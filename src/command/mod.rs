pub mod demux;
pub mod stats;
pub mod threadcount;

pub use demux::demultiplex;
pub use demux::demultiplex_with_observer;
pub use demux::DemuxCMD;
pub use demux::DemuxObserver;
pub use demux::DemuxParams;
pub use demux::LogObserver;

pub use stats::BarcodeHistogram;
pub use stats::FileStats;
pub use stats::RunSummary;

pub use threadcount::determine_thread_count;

━━━━━━━━━━

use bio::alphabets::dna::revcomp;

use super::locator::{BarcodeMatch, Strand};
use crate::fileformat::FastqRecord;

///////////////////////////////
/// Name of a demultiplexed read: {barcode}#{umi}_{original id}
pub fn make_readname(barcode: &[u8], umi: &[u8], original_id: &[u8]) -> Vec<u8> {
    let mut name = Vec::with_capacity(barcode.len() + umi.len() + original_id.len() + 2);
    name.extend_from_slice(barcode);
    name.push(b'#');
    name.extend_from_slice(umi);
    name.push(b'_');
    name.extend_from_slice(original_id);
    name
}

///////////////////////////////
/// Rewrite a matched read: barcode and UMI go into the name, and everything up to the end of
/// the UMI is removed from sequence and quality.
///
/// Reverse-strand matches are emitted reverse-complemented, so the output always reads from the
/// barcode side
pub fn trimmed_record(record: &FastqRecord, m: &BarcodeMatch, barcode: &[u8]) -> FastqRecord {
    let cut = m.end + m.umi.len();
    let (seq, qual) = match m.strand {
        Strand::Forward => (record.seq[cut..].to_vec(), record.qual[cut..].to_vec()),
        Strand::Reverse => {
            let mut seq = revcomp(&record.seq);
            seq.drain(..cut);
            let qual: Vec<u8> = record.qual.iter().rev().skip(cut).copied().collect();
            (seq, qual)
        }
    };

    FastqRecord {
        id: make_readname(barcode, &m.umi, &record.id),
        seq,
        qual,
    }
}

━━━━━━━━━━

_PROBLEM TO SOLVE_
Print again the lines of the entries above that fall between the line holding "pub mod demux;" and the line holding "pub use threadcount::determine_thread_count;", inclusive, exactly as they stand.

_SOLUTION FOR THIS EXERCISE_
pub mod demux;
pub mod stats;
pub mod threadcount;

pub use demux::demultiplex;
pub use demux::demultiplex_with_observer;
pub use demux::DemuxCMD;
pub use demux::DemuxObserver;
pub use demux::DemuxParams;
pub use demux::LogObserver;

pub use stats::BarcodeHistogram;
pub use stats::FileStats;
pub use stats::RunSummary;

pub use threadcount::determine_thread_count;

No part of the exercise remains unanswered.